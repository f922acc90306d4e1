use serde::{Deserialize, Serialize};

use crate::power::PowerStatus;
use crate::{Error, Result};

/// Origin an instance's disk is provisioned from at creation time.
#[derive(Debug, Clone, Copy, PartialEq, Eq, Hash, Serialize, Deserialize)]
#[serde(rename_all = "SCREAMING_SNAKE_CASE")]
pub enum SourceKind {
    Image,
    InstanceSnapshot,
    BootableVolume,
    VolumeSnapshot,
}

impl SourceKind {
    /// Numeric wire code used in instance-creation requests.
    pub const fn code(self) -> u8 {
        match self {
            Self::Image => 0,
            Self::InstanceSnapshot => 1,
            Self::BootableVolume => 2,
            Self::VolumeSnapshot => 3,
        }
    }

    pub fn from_code(code: u8) -> Result<Self> {
        match code {
            0 => Ok(Self::Image),
            1 => Ok(Self::InstanceSnapshot),
            2 => Ok(Self::BootableVolume),
            3 => Ok(Self::VolumeSnapshot),
            other => Err(Error::UnknownSourceKindCode(other)),
        }
    }

    pub const fn as_str(self) -> &'static str {
        match self {
            Self::Image => "image",
            Self::InstanceSnapshot => "instance_snapshot",
            Self::BootableVolume => "bootable_volume",
            Self::VolumeSnapshot => "volume_snapshot",
        }
    }
}

/// Provisioning source of an existing instance (e.g. the image it booted from).
#[derive(Debug, Clone, PartialEq)]
pub struct VmSource {
    pub kind: String,
    pub id: i64,
    pub name: String,
}

/// Resource-sizing template applied at instance creation.
///
/// `vcpu` is fractional on purpose: shared-core flavors expose values like 1.5.
#[derive(Debug, Clone, PartialEq)]
pub struct VmFlavor {
    pub id: i64,
    pub name: String,
    pub description: String,
    pub memory: i64,
    pub root_disk: i64,
    pub vcpu: f64,
}

/// A VM instance as returned by single-instance lookups. Minimal field set.
///
/// Value objects own every field outright, so mutating whatever record they
/// were built from cannot reach back into them. No field is validated;
/// construction never fails.
#[derive(Debug, Clone, PartialEq)]
pub struct VmInstance {
    pub name: String,
    pub id: String,
    pub power_state: PowerStatus,
    pub alias: String,
    pub host: String,
}

impl VmInstance {
    /// Numeric code of the current power state.
    pub fn power_state_code(&self) -> u8 {
        self.power_state.code()
    }
}

/// A VM instance as returned by list queries: the detail fields plus
/// description, provisioning source, and flavor.
#[derive(Debug, Clone, PartialEq)]
pub struct VmInstanceListItem {
    pub name: String,
    pub id: String,
    pub power_state: PowerStatus,
    pub alias: String,
    pub host: String,
    pub description: String,
    pub source: VmSource,
    pub flavor: VmFlavor,
}

impl VmInstanceListItem {
    pub fn power_state_code(&self) -> u8 {
        self.power_state.code()
    }

    /// The detail-variant view of this list row.
    pub fn as_instance(&self) -> VmInstance {
        VmInstance {
            name: self.name.clone(),
            id: self.id.clone(),
            power_state: self.power_state,
            alias: self.alias.clone(),
            host: self.host.clone(),
        }
    }
}

#[cfg(test)]
mod tests {
    use super::*;

    fn detail_fixture() -> VmInstance {
        VmInstance {
            name: "test-vm".into(),
            id: "vm-123".into(),
            power_state: PowerStatus::Running,
            alias: "test-alias".into(),
            host: "test-host.com".into(),
        }
    }

    fn list_fixture() -> VmInstanceListItem {
        VmInstanceListItem {
            name: "test-vm".into(),
            id: "vm-123".into(),
            power_state: PowerStatus::Running,
            alias: "test-alias".into(),
            host: "test-host.com".into(),
            description: "a test vm".into(),
            source: VmSource {
                kind: "image".into(),
                id: 101,
                name: "ubuntu-22.04-lts".into(),
            },
            flavor: VmFlavor {
                id: 201,
                name: "standard-4".into(),
                description: "4 vCPU, 8GB RAM, 80GB Disk".into(),
                memory: 8192,
                root_disk: 80,
                vcpu: 4.0,
            },
        }
    }

    #[test]
    fn detail_reports_power_state_code() {
        let vm = detail_fixture();
        assert_eq!(vm.power_state, PowerStatus::Running);
        assert_eq!(vm.power_state_code(), 4);
    }

    #[test]
    fn construction_copies_instead_of_sharing() {
        let mut data = detail_fixture();
        let vm = data.clone();

        data.name = "modified-name".into();
        data.power_state = PowerStatus::Shutdown;

        assert_eq!(vm.name, "test-vm");
        assert_eq!(vm.power_state, PowerStatus::Running);
    }

    #[test]
    fn nested_source_and_flavor_are_copied() {
        let mut data = list_fixture();
        let vm = data.clone();

        data.source.name = "mutated".into();
        data.flavor.memory = 1;
        data.flavor.vcpu = 0.5;

        assert_eq!(vm.source.name, "ubuntu-22.04-lts");
        assert_eq!(vm.flavor.memory, 8192);
        assert_eq!(vm.flavor.vcpu, 4.0);
    }

    #[test]
    fn empty_fields_are_accepted() {
        let vm = VmInstance {
            name: String::new(),
            id: String::new(),
            power_state: PowerStatus::Nostate,
            alias: String::new(),
            host: String::new(),
        };
        assert_eq!(vm.name, "");
        assert_eq!(vm.power_state_code(), 3);
    }

    #[test]
    fn list_item_projects_to_detail() {
        let item = list_fixture();
        let vm = item.as_instance();
        assert_eq!(vm.name, item.name);
        assert_eq!(vm.id, item.id);
        assert_eq!(vm.power_state, item.power_state);
        assert_eq!(vm.alias, item.alias);
        assert_eq!(vm.host, item.host);
    }

    #[test]
    fn source_kind_codes_round_trip() {
        for code in 0..=3u8 {
            assert_eq!(SourceKind::from_code(code).unwrap().code(), code);
        }
        assert!(SourceKind::from_code(4).is_err());
    }
}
---*---
* Description of the task *
Set down every entry exactly as it appears.

* Problem solution *
repository f922acc90306d4e1
use serde::{Deserialize, Serialize};

use crate::power::PowerStatus;
use crate::{Error, Result};

/// Origin an instance's disk is provisioned from at creation time.
#[derive(Debug, Clone, Copy, PartialEq, Eq, Hash, Serialize, Deserialize)]
#[serde(rename_all = "SCREAMING_SNAKE_CASE")]
pub enum SourceKind {
    Image,
    InstanceSnapshot,
    BootableVolume,
    VolumeSnapshot,
}

impl SourceKind {
    /// Numeric wire code used in instance-creation requests.
    pub const fn code(self) -> u8 {
        match self {
            Self::Image => 0,
            Self::InstanceSnapshot => 1,
            Self::BootableVolume => 2,
            Self::VolumeSnapshot => 3,
        }
    }

    pub fn from_code(code: u8) -> Result<Self> {
        match code {
            0 => Ok(Self::Image),
            1 => Ok(Self::InstanceSnapshot),
            2 => Ok(Self::BootableVolume),
            3 => Ok(Self::VolumeSnapshot),
            other => Err(Error::UnknownSourceKindCode(other)),
        }
    }

    pub const fn as_str(self) -> &'static str {
        match self {
            Self::Image => "image",
            Self::InstanceSnapshot => "instance_snapshot",
            Self::BootableVolume => "bootable_volume",
            Self::VolumeSnapshot => "volume_snapshot",
        }
    }
}

/// Provisioning source of an existing instance (e.g. the image it booted from).
#[derive(Debug, Clone, PartialEq)]
pub struct VmSource {
    pub kind: String,
    pub id: i64,
    pub name: String,
}

/// Resource-sizing template applied at instance creation.
///
/// `vcpu` is fractional on purpose: shared-core flavors expose values like 1.5.
#[derive(Debug, Clone, PartialEq)]
pub struct VmFlavor {
    pub id: i64,
    pub name: String,
    pub description: String,
    pub memory: i64,
    pub root_disk: i64,
    pub vcpu: f64,
}

/// A VM instance as returned by single-instance lookups. Minimal field set.
///
/// Value objects own every field outright, so mutating whatever record they
/// were built from cannot reach back into them. No field is validated;
/// construction never fails.
#[derive(Debug, Clone, PartialEq)]
pub struct VmInstance {
    pub name: String,
    pub id: String,
    pub power_state: PowerStatus,
    pub alias: String,
    pub host: String,
}

impl VmInstance {
    /// Numeric code of the current power state.
    pub fn power_state_code(&self) -> u8 {
        self.power_state.code()
    }
}

/// A VM instance as returned by list queries: the detail fields plus
/// description, provisioning source, and flavor.
#[derive(Debug, Clone, PartialEq)]
pub struct VmInstanceListItem {
    pub name: String,
    pub id: String,
    pub power_state: PowerStatus,
    pub alias: String,
    pub host: String,
    pub description: String,
    pub source: VmSource,
    pub flavor: VmFlavor,
}

impl VmInstanceListItem {
    pub fn power_state_code(&self) -> u8 {
        self.power_state.code()
    }

    /// The detail-variant view of this list row.
    pub fn as_instance(&self) -> VmInstance {
        VmInstance {
            name: self.name.clone(),
            id: self.id.clone(),
            power_state: self.power_state,
            alias: self.alias.clone(),
            host: self.host.clone(),
        }
    }
}

#[cfg(test)]
mod tests {
    use super::*;

    fn detail_fixture() -> VmInstance {
        VmInstance {
            name: "test-vm".into(),
            id: "vm-123".into(),
            power_state: PowerStatus::Running,
            alias: "test-alias".into(),
            host: "test-host.com".into(),
        }
    }

    fn list_fixture() -> VmInstanceListItem {
        VmInstanceListItem {
            name: "test-vm".into(),
            id: "vm-123".into(),
            power_state: PowerStatus::Running,
            alias: "test-alias".into(),
            host: "test-host.com".into(),
            description: "a test vm".into(),
            source: VmSource {
                kind: "image".into(),
                id: 101,
                name: "ubuntu-22.04-lts".into(),
            },
            flavor: VmFlavor {
                id: 201,
                name: "standard-4".into(),
                description: "4 vCPU, 8GB RAM, 80GB Disk".into(),
                memory: 8192,
                root_disk: 80,
                vcpu: 4.0,
            },
        }
    }

    #[test]
    fn detail_reports_power_state_code() {
        let vm = detail_fixture();
        assert_eq!(vm.power_state, PowerStatus::Running);
        assert_eq!(vm.power_state_code(), 4);
    }

    #[test]
    fn construction_copies_instead_of_sharing() {
        let mut data = detail_fixture();
        let vm = data.clone();

        data.name = "modified-name".into();
        data.power_state = PowerStatus::Shutdown;

        assert_eq!(vm.name, "test-vm");
        assert_eq!(vm.power_state, PowerStatus::Running);
    }

    #[test]
    fn nested_source_and_flavor_are_copied() {
        let mut data = list_fixture();
        let vm = data.clone();

        data.source.name = "mutated".into();
        data.flavor.memory = 1;
        data.flavor.vcpu = 0.5;

        assert_eq!(vm.source.name, "ubuntu-22.04-lts");
        assert_eq!(vm.flavor.memory, 8192);
        assert_eq!(vm.flavor.vcpu, 4.0);
    }

    #[test]
    fn empty_fields_are_accepted() {
        let vm = VmInstance {
            name: String::new(),
            id: String::new(),
            power_state: PowerStatus::Nostate,
            alias: String::new(),
            host: String::new(),
        };
        assert_eq!(vm.name, "");
        assert_eq!(vm.power_state_code(), 3);
    }

    #[test]
    fn list_item_projects_to_detail() {
        let item = list_fixture();
        let vm = item.as_instance();
        assert_eq!(vm.name, item.name);
        assert_eq!(vm.id, item.id);
        assert_eq!(vm.power_state, item.power_state);
        assert_eq!(vm.alias, item.alias);
        assert_eq!(vm.host, item.host);
    }

    #[test]
    fn source_kind_codes_round_trip() {
        for code in 0..=3u8 {
            assert_eq!(SourceKind::from_code(code).unwrap().code(), code);
        }
        assert!(SourceKind::from_code(4).is_err());
    }
}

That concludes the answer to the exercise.